## Problem to work on
Top to bottom, every record is to be copied word for word.

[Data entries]

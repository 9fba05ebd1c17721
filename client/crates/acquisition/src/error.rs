//! Acquisition Error Types
//!
//! This module provides acquisition-specific error variants that integrate
//! with the unified `kernel::error::AppError` system.

use kernel::error::{app_error::AppError, kind::ErrorKind};
use session::SessionError;
use thiserror::Error;

use crate::domain::state::{Event, WorkflowState};
use crate::domain::value_objects::ImageSide;

/// Acquisition-specific result type alias
pub type AcquisitionResult<T> = Result<T, AcquisitionError>;

/// Acquisition-specific error variants
///
/// Every variant except `Remote` is raised locally and never reaches the
/// network.
#[derive(Debug, Error)]
pub enum AcquisitionError {
    /// No credential is held
    #[error("You must be logged in first")]
    Unauthenticated,

    /// One half of the image pair is missing
    #[error("Select the {missing} image before submitting")]
    IncompleteInput { missing: ImageSide },

    /// Zero-byte image file
    #[error("Image '{file_name}' is empty")]
    EmptyImage { file_name: String },

    /// A request is already in flight
    #[error("A request is already in progress ({state})")]
    InFlight { state: WorkflowState },

    /// Event not accepted in the current state
    #[error("Cannot {event} while {state}")]
    InvalidTransition { state: WorkflowState, event: Event },

    /// Candidate index outside the received list
    #[error("No candidate #{index} ({len} available)")]
    CandidateOutOfRange { index: usize, len: usize },

    /// Draft field name not recognized
    #[error("Unknown draft field '{key}'")]
    UnknownField { key: String },

    /// Price that does not parse to a finite number
    #[error("Invalid price '{value}'")]
    InvalidPrice { value: String },

    /// Finish outside Normal / Holo / Reverse
    #[error("Invalid finish '{value}': expected Normal, Holo or Reverse")]
    InvalidFinish { value: String },

    /// Confirmation attempted without a draft
    #[error("No draft to confirm: choose a candidate or enter one manually")]
    NoDraft,

    /// Completion for a request that is no longer pending
    #[error("Completion does not match the pending request")]
    StaleCompletion,

    /// Remote call failed
    #[error("{0}")]
    Remote(AppError),
}

impl AcquisitionError {
    /// Get the ErrorKind for this error
    pub fn kind(&self) -> ErrorKind {
        match self {
            AcquisitionError::Unauthenticated => ErrorKind::Unauthenticated,
            AcquisitionError::Remote(e) => e.kind(),
            _ => ErrorKind::Validation,
        }
    }

    /// Whether the error came back from the service
    pub fn is_remote(&self) -> bool {
        matches!(self, AcquisitionError::Remote(_))
    }

    /// Log the error with appropriate level
    pub(crate) fn log(&self) {
        match self {
            AcquisitionError::Remote(e) => match e.kind() {
                ErrorKind::Server => tracing::error!(error = %e, "Recognition service error"),
                ErrorKind::Auth => tracing::warn!(error = %e, "Credential rejected"),
                ErrorKind::Network => tracing::warn!(error = %e, "Recognition service unreachable"),
                _ => tracing::debug!(error = %e, "Request rejected by service"),
            },
            AcquisitionError::StaleCompletion => {
                tracing::warn!("Discarded stale completion");
            }
            _ => {
                tracing::debug!(error = %self, "Acquisition guard rejected event");
            }
        }
    }
}

impl From<AppError> for AcquisitionError {
    fn from(err: AppError) -> Self {
        AcquisitionError::Remote(err)
    }
}

impl From<SessionError> for AcquisitionError {
    fn from(err: SessionError) -> Self {
        match err {
            SessionError::NotSignedIn => AcquisitionError::Unauthenticated,
            SessionError::Remote(e) => AcquisitionError::Remote(e),
        }
    }
}

impl From<AcquisitionError> for AppError {
    fn from(err: AcquisitionError) -> Self {
        match err {
            AcquisitionError::Remote(e) => e,
            AcquisitionError::Unauthenticated => {
                AppError::unauthenticated(AcquisitionError::Unauthenticated.to_string())
                    .with_action("Log in first")
            }
            other => AppError::new(other.kind(), other.to_string()),
        }
    }
}
//! Remote Gateway
//!
//! The single boundary between the client and the recognition / account
//! service. Owns no session state: every call takes the request record it
//! needs (and the bearer token for gated calls), performs one exchange and
//! returns either the decoded payload or a normalized
//! [`kernel::error::app_error::AppError`].
//!
//! Structure:
//! - `contract` - the [`RemoteGateway`] trait
//! - `dto` - wire request / response records
//! - `infra/` - reqwest implementation
//! - `status` - startup discovery probe
//!
//! ## Retry policy
//! The gateway never retries. `confirm_draft` is not idempotent (each call
//! may create a collection entry), so callers must not retry it silently.

pub mod contract;
pub mod dto;
pub mod infra;
pub mod status;

#[cfg(any(test, feature = "testing"))]
pub mod testing;

// Re-exports for convenience
pub use contract::{LocalRemoteGateway, RemoteGateway};
pub use infra::http::HttpGateway;
pub use status::{ServiceStatus, probe};

pub use kernel::error::{
    app_error::{AppError, AppResult},
    kind::ErrorKind,
};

## Your solution
repository 9fba05ebd1c17721
filename client/crates/acquisition/src/error.rs
//! Acquisition Error Types
//!
//! This module provides acquisition-specific error variants that integrate
//! with the unified `kernel::error::AppError` system.

use kernel::error::{app_error::AppError, kind::ErrorKind};
use session::SessionError;
use thiserror::Error;

use crate::domain::state::{Event, WorkflowState};
use crate::domain::value_objects::ImageSide;

/// Acquisition-specific result type alias
pub type AcquisitionResult<T> = Result<T, AcquisitionError>;

/// Acquisition-specific error variants
///
/// Every variant except `Remote` is raised locally and never reaches the
/// network.
#[derive(Debug, Error)]
pub enum AcquisitionError {
    /// No credential is held
    #[error("You must be logged in first")]
    Unauthenticated,

    /// One half of the image pair is missing
    #[error("Select the {missing} image before submitting")]
    IncompleteInput { missing: ImageSide },

    /// Zero-byte image file
    #[error("Image '{file_name}' is empty")]
    EmptyImage { file_name: String },

    /// A request is already in flight
    #[error("A request is already in progress ({state})")]
    InFlight { state: WorkflowState },

    /// Event not accepted in the current state
    #[error("Cannot {event} while {state}")]
    InvalidTransition { state: WorkflowState, event: Event },

    /// Candidate index outside the received list
    #[error("No candidate #{index} ({len} available)")]
    CandidateOutOfRange { index: usize, len: usize },

    /// Draft field name not recognized
    #[error("Unknown draft field '{key}'")]
    UnknownField { key: String },

    /// Price that does not parse to a finite number
    #[error("Invalid price '{value}'")]
    InvalidPrice { value: String },

    /// Finish outside Normal / Holo / Reverse
    #[error("Invalid finish '{value}': expected Normal, Holo or Reverse")]
    InvalidFinish { value: String },

    /// Confirmation attempted without a draft
    #[error("No draft to confirm: choose a candidate or enter one manually")]
    NoDraft,

    /// Completion for a request that is no longer pending
    #[error("Completion does not match the pending request")]
    StaleCompletion,

    /// Remote call failed
    #[error("{0}")]
    Remote(AppError),
}

impl AcquisitionError {
    /// Get the ErrorKind for this error
    pub fn kind(&self) -> ErrorKind {
        match self {
            AcquisitionError::Unauthenticated => ErrorKind::Unauthenticated,
            AcquisitionError::Remote(e) => e.kind(),
            _ => ErrorKind::Validation,
        }
    }

    /// Whether the error came back from the service
    pub fn is_remote(&self) -> bool {
        matches!(self, AcquisitionError::Remote(_))
    }

    /// Log the error with appropriate level
    pub(crate) fn log(&self) {
        match self {
            AcquisitionError::Remote(e) => match e.kind() {
                ErrorKind::Server => tracing::error!(error = %e, "Recognition service error"),
                ErrorKind::Auth => tracing::warn!(error = %e, "Credential rejected"),
                ErrorKind::Network => tracing::warn!(error = %e, "Recognition service unreachable"),
                _ => tracing::debug!(error = %e, "Request rejected by service"),
            },
            AcquisitionError::StaleCompletion => {
                tracing::warn!("Discarded stale completion");
            }
            _ => {
                tracing::debug!(error = %self, "Acquisition guard rejected event");
            }
        }
    }
}

impl From<AppError> for AcquisitionError {
    fn from(err: AppError) -> Self {
        AcquisitionError::Remote(err)
    }
}

impl From<SessionError> for AcquisitionError {
    fn from(err: SessionError) -> Self {
        match err {
            SessionError::NotSignedIn => AcquisitionError::Unauthenticated,
            SessionError::Remote(e) => AcquisitionError::Remote(e),
        }
    }
}

impl From<AcquisitionError> for AppError {
    fn from(err: AcquisitionError) -> Self {
        match err {
            AcquisitionError::Remote(e) => e,
            AcquisitionError::Unauthenticated => {
                AppError::unauthenticated(AcquisitionError::Unauthenticated.to_string())
                    .with_action("Log in first")
            }
            other => AppError::new(other.kind(), other.to_string()),
        }
    }
}
//! Remote Gateway
//!
//! The single boundary between the client and the recognition / account
//! service. Owns no session state: every call takes the request record it
//! needs (and the bearer token for gated calls), performs one exchange and
//! returns either the decoded payload or a normalized
//! [`kernel::error::app_error::AppError`].
//!
//! Structure:
//! - `contract` - the [`RemoteGateway`] trait
//! - `dto` - wire request / response records
//! - `infra/` - reqwest implementation
//! - `status` - startup discovery probe
//!
//! ## Retry policy
//! The gateway never retries. `confirm_draft` is not idempotent (each call
//! may create a collection entry), so callers must not retry it silently.

pub mod contract;
pub mod dto;
pub mod infra;
pub mod status;

#[cfg(any(test, feature = "testing"))]
pub mod testing;

// Re-exports for convenience
pub use contract::{LocalRemoteGateway, RemoteGateway};
pub use infra::http::HttpGateway;
pub use status::{ServiceStatus, probe};

pub use kernel::error::{
    app_error::{AppError, AppResult},
    kind::ErrorKind,
};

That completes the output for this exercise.